= Société IRF =

Japanese artists and photographer society

Société IRF was an avant-garde art society founded by a group of Japanese artists and photographers based in the city of Fukuoka in 1939. Many of the founding members were photographers such as Wataru Takahashi, Zentoku Tanaka, Giichiro Konomi, and Hisashi Hisano but also included other artists such as Kenshi Ito, who was a painter, and Iwataro Koike, a craftsman. The name of the organization is a pun on the phonetic spelling of the Japanese word for ‘old’ (furui) written backwards.

The group's activities were cut short in 1940 as the intensification of the Pacific War led the Japanese government to pressure photographers, artists, and artisans to contribute to the war effort.
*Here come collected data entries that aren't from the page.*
//! Scan configuration.

use crate::error::{DiagnoseError, Result};

/// Restart count above which a crash-looping container gets its logs tailed.
pub const DEFAULT_CRASH_LOOP_RESTARTS: u32 = 2;

/// Number of log lines attached to a crash-loop finding.
pub const DEFAULT_LOG_TAIL_LINES: i64 = 10;

/// Configuration for a diagnosis pass.
///
/// Per-query timeouts belong to the cluster layer, see
/// [`ClusterConfig`](kube_wrench_cluster::ClusterConfig).
#[derive(Debug, Clone, PartialEq, Eq)]
pub struct ScanConfig {
    /// Namespaces diagnosed at the same time.
    pub namespace_concurrency: usize,
    /// Pods diagnosed at the same time within one namespace.
    pub pod_concurrency: usize,
    /// Log lines fetched for crash-looping containers.
    pub log_tail_lines: i64,
    /// Restart count a crash-looping container must exceed before its logs
    /// are fetched.
    pub crash_loop_restarts: u32,
    /// Attach warning events to non-running pods.
    pub events: bool,
    /// Correlate running pods with services and probe their ingresses.
    pub network: bool,
}

impl Default for ScanConfig {
    fn default() -> Self {
        Self {
            namespace_concurrency: 4,
            pod_concurrency: 8,
            log_tail_lines: DEFAULT_LOG_TAIL_LINES,
            crash_loop_restarts: DEFAULT_CRASH_LOOP_RESTARTS,
            events: true,
            network: false,
        }
    }
}

impl ScanConfig {
    /// Load configuration from environment variables.
    ///
    /// Supported environment variables:
    /// - `KUBE_WRENCH_NAMESPACE_CONCURRENCY`
    /// - `KUBE_WRENCH_POD_CONCURRENCY`
    /// - `KUBE_WRENCH_LOG_TAIL_LINES`
    /// - `KUBE_WRENCH_CRASH_LOOP_RESTARTS`
    /// - `KUBE_WRENCH_NO_EVENTS`: `true` to skip event correlation
    /// - `KUBE_WRENCH_NETWORK`: `true` to enable service and ingress checks
    #[must_use]
    pub fn from_env() -> Self {
        let mut config = Self::default();

        if let Ok(val) = std::env::var("KUBE_WRENCH_NAMESPACE_CONCURRENCY") {
            if let Ok(n) = val.parse() {
                config.namespace_concurrency = n;
            }
        }
        if let Ok(val) = std::env::var("KUBE_WRENCH_POD_CONCURRENCY") {
            if let Ok(n) = val.parse() {
                config.pod_concurrency = n;
            }
        }
        if let Ok(val) = std::env::var("KUBE_WRENCH_LOG_TAIL_LINES") {
            if let Ok(n) = val.parse() {
                config.log_tail_lines = n;
            }
        }
        if let Ok(val) = std::env::var("KUBE_WRENCH_CRASH_LOOP_RESTARTS") {
            if let Ok(n) = val.parse() {
                config.crash_loop_restarts = n;
            }
        }
        if let Ok(val) = std::env::var("KUBE_WRENCH_NO_EVENTS") {
            config.events = !is_truthy(&val);
        }
        if let Ok(val) = std::env::var("KUBE_WRENCH_NETWORK") {
            config.network = is_truthy(&val);
        }

        config
    }

    /// Validate the configuration.
    ///
    /// # Errors
    ///
    /// Returns an error if a concurrency limit or the log tail is zero.
    pub fn validate(&self) -> Result<()> {
        if self.namespace_concurrency == 0 || self.pod_concurrency == 0 {
            return Err(DiagnoseError::Config(
                "concurrency must be at least 1".to_string(),
            ));
        }
        if self.log_tail_lines <= 0 {
            return Err(DiagnoseError::Config(
                "log tail lines must be positive".to_string(),
            ));
        }
        Ok(())
    }
}

fn is_truthy(val: &str) -> bool {
    matches!(val.to_lowercase().as_str(), "1" | "true" | "yes")
}

#[cfg(test)]
mod tests {
    use super::*;

    #[test]
    fn scan_config_defaults() {
        let config = ScanConfig::default();
        assert_eq!(config.log_tail_lines, 10);
        assert_eq!(config.crash_loop_restarts, 2);
        assert!(config.events);
        assert!(!config.network);
        assert!(config.validate().is_ok());
    }

    #[test]
    fn scan_config_rejects_zero_concurrency() {
        let config = ScanConfig {
            pod_concurrency: 0,
            ..Default::default()
        };
        assert!(matches!(config.validate(), Err(DiagnoseError::Config(_))));
    }

    #[test]
    fn truthy_values() {
        assert!(is_truthy("TRUE"));
        assert!(is_truthy("1"));
        assert!(!is_truthy("no"));
    }
}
In the years after the war, many of the members moved to larger cities while others passed away making Société IRF one of the more short-lived avant-garde art groups.

== Historical Context ==
Prior to the establishment of the organization, many of the core photographers such as Wataru Takahashi and Hisashi Hisano were also involved in other photography clubs such as the Fukuoka Rollei Club which is considered to be the predecessor of Société IRF. These photographers were highly influenced by the avant-garde photography of Shinko Shashin (The New Photography movement).
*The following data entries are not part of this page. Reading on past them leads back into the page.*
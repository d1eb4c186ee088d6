//! Core types for kube-wrench.
//!
//! This crate provides the foundational types shared by every kube-wrench crate:
//!
//! - **Snapshots**: read-only views of pods, containers, quotas, events and
//!   networking objects, built once per scan pass
//! - **Reasons**: closed enums for container waiting and termination reasons
//! - **Findings**: the structured unit of diagnostic output
//! - **Report**: findings grouped by namespace and pod
//! - **Error types**: query and quantity errors
//!
//! # Example
//!
//! ```
//! use kube_wrench_core::{Category, Finding, PodReport, Severity};
//!
//! let mut report = PodReport::new("web-0", "Running");
//! report.push(Finding::new(
//!     Severity::Warning,
//!     Category::CrashLooping,
//!     "container/web",
//!     "Container web is crash looping",
//! ));
//!
//! assert_eq!(report.worst_severity(), Some(Severity::Warning));
//! ```

#![forbid(unsafe_code)]
#![warn(missing_docs)]
#![warn(clippy::all)]
#![warn(clippy::pedantic)]

pub mod error;
pub mod finding;
pub mod model;
pub mod reason;
pub mod report;

pub use error::{QuantityError, QueryError, QueryResult};
pub use finding::{Category, Finding, Severity};
pub use model::{
    ContainerSpec, ContainerState, ContainerStatus, DataObjectSnapshot, EventSnapshot, IngressPath,
    IngressSnapshot, NamespaceInfo, PodCondition, PodPhase, PodSnapshot, PvcSnapshot, QuotaUsage,
    ResourceQuotaSnapshot, ServiceSnapshot, VolumeReference,
};
pub use reason::{TerminatedReason, WaitingReason};
pub use report::{NamespaceReport, PodReport, Report, SeverityCounts};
Their activities can be contextualized in the larger wave of Japanese interest in the Surrealist and Abstract art that were making their way into Japan such as Internationale Ausstellung Film und Foto exhibition in 1931 and the International Surrealist exhibition in 1937, the works of Eugene Atget and Man Ray which introduced by photography magazines such as Photo Times and Asahi Camera. The introduction of Western avant-garde photography contributed to the development of amateur photography clubs and collectives across different areas of Japan, including in Osaka (such as the Tampei Photography Club and the Naniwa Photography Club) and in Nagoya (such as the Nagoya Photo Avant-Garde).
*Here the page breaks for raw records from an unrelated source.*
//! Service and ingress correlation for running pods.

use kube_wrench_cluster::{IngressProber, ProbeOutcome};
use kube_wrench_core::{Category, Finding, IngressSnapshot, PodSnapshot, ServiceSnapshot};
use tracing::{debug, info};

/// How an ingress answered a probe.
#[derive(Debug, Clone, Copy, PartialEq, Eq)]
pub enum IngressHealth {
    /// 200.
    Reachable,
    /// 302 or 401.
    Responding,
    /// 400, 404 or 500-504.
    Broken,
    /// Any other status.
    NeedsCheck,
}

impl IngressHealth {
    /// Classify an HTTP status code.
    #[must_use]
    pub const fn classify(status: u16) -> Self {
        match status {
            200 => Self::Reachable,
            302 | 401 => Self::Responding,
            400 | 404 | 500..=504 => Self::Broken,
            _ => Self::NeedsCheck,
        }
    }

    const fn category(self) -> Category {
        match self {
            Self::Reachable => Category::IngressReachable,
            Self::Responding => Category::IngressResponding,
            Self::Broken => Category::IngressBroken,
            Self::NeedsCheck => Category::IngressNeedsCheck,
        }
    }
}

/// Services and ingresses of one namespace, loaded once per scan.
#[derive(Debug, Clone, Default)]
pub struct NetworkView {
    /// Services in the namespace.
    pub services: Vec<ServiceSnapshot>,
    /// Ingresses in the namespace.
    pub ingresses: Vec<IngressSnapshot>,
}

impl NetworkView {
    /// Services selecting `pod`.
    pub fn services_for<'a>(
        &'a self,
        pod: &'a PodSnapshot,
    ) -> impl Iterator<Item = &'a ServiceSnapshot> + 'a {
        self.services.iter().filter(|svc| svc.selects(&pod.labels))
    }

    /// Report the services mapped to `pod` and probe their ingresses.
    pub async fn check_pod<P>(&self, pod: &PodSnapshot, prober: &P) -> Vec<Finding>
    where
        P: IngressProber + ?Sized,
    {
        let mut findings = Vec::new();

        for svc in self.services_for(pod) {
            info!(
                namespace = %pod.namespace,
                pod = %pod.name,
                service = %svc.name,
                "Service mapped to pod"
            );
            findings.push(Finding::info(
                Category::ServiceMapped,
                format!("service/{}", svc.name),
                describe_service(svc),
            ));
            findings.extend(self.check_ingresses(svc, prober).await);
        }

        if findings.is_empty() {
            findings.push(Finding::info(
                Category::NoServiceMapped,
                format!("pod/{}", pod.name),
                "no service selects this pod",
            ));
        }

        findings
    }

    async fn check_ingresses<P>(&self, svc: &ServiceSnapshot, prober: &P) -> Vec<Finding>
    where
        P: IngressProber + ?Sized,
    {
        let mut findings = Vec::new();

        for ing in &self.ingresses {
            for path in ing
                .paths
                .iter()
                .filter(|p| p.backend_service.as_deref() == Some(svc.name.as_str()))
            {
                let Some(host) = path.host.as_deref().filter(|h| !h.is_empty()) else {
                    debug!(ingress = %ing.name, "Ingress rule has no host, skipping probe");
                    continue;
                };
                let subject = format!("ingress/{}", ing.name);
                findings.push(probe_path(prober, subject, host, &path.path).await);
            }
        }

        findings
    }
}

fn describe_service(svc: &ServiceSnapshot) -> String {
    match svc.type_.as_str() {
        "NodePort" => match svc.node_port {
            Some(port) => format!("NodePort service, node port {port}"),
            None => "NodePort service".to_string(),
        },
        "LoadBalancer" => match svc.load_balancer_hosts.first() {
            Some(host) => format!("LoadBalancer service at {host}"),
            None => "LoadBalancer service, no address assigned yet".to_string(),
        },
        other => format!("{other} service"),
    }
}

/// Probe `host` + `path` over https, falling back to http.
async fn probe_path<P>(prober: &P, subject: String, host: &str, path: &str) -> Finding
where
    P: IngressProber + ?Sized,
{
    let https = format!("https://{host}{path}");
    let (uri, outcome) = match prober.probe(&https).await {
        ProbeOutcome::Status(code) => (https, ProbeOutcome::Status(code)),
        ProbeOutcome::Failed(e) => {
            debug!(uri = %https, error = %e, "https probe failed, trying http");
            let http = format!("http://{host}{path}");
            let outcome = prober.probe(&http).await;
            (http, outcome)
        }
    };

    match outcome {
        ProbeOutcome::Status(code) => {
            let health = IngressHealth::classify(code);
            let message = format!("{uri} answered {code}");
            match health {
                IngressHealth::Reachable | IngressHealth::Responding => {
                    Finding::info(health.category(), subject, message)
                }
                IngressHealth::Broken | IngressHealth::NeedsCheck => {
                    Finding::warning(health.category(), subject, message)
                }
            }
        }
        ProbeOutcome::Failed(e) => Finding::warning(
            Category::IngressUnreachable,
            subject,
            format!("{host}{path} unreachable over https and http: {e}"),
        ),
    }
}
Their exhibitions at the Fukuoka Prefectural Industrial Promotion Hall became a meeting place for many other like-minded artists to connect. Through these informal exchanges of ideas about art many other artists came together such as Koike and Ito eventually to form the core group which would go on to found the organization.

== Differences from other Japanese Photography Clubs ==
Unlike other amateur photography clubs which flourished around Japan before WWII, Société IRF was notable because of its diverse membership which included artists from different fields. Many of the photographers also contributed poetry and sketches to the journals they published. Their culturally comprehensive multi-disciplinary approach can be discerned from exhibitions that they held on subjects such as Okinawan lacquerware and child art.

The group saw itself as a cultural society, not limited to only photography but also to art at large. Members of the group would often meet to discuss their works and exchange feedback on a variety of artistic activities as they state in their declaration that their goal is to “theorize and act for the sake of arts and culture.” The group also published a magazine irf1, of which very few survive, which include not only photographs but also essays on design and crafts as well as poems by members. Zentoku Tanaka, who was an elementary school teacher, awas also active as a poet and contributed songs to the children's song magazine Akai Tori ("Red Bird").

However, many of the key members died young, were conscripted, or ultimately left Fukuoka so group ceased organized activities in 1940.

==Reception and collections==
The group was later featured in the Fukuoka section of the 2022 Tokyo Photographic Art Museum exhibition Avant-Garde Rising: The Photographic Vanguard in Modern Japan.

Works by the Societe IRF were presented in a special exhibition from the collection of the Fukuoka Art Museum. The British Museum holds a copy of the only photographic book published by Société IRF in their collection.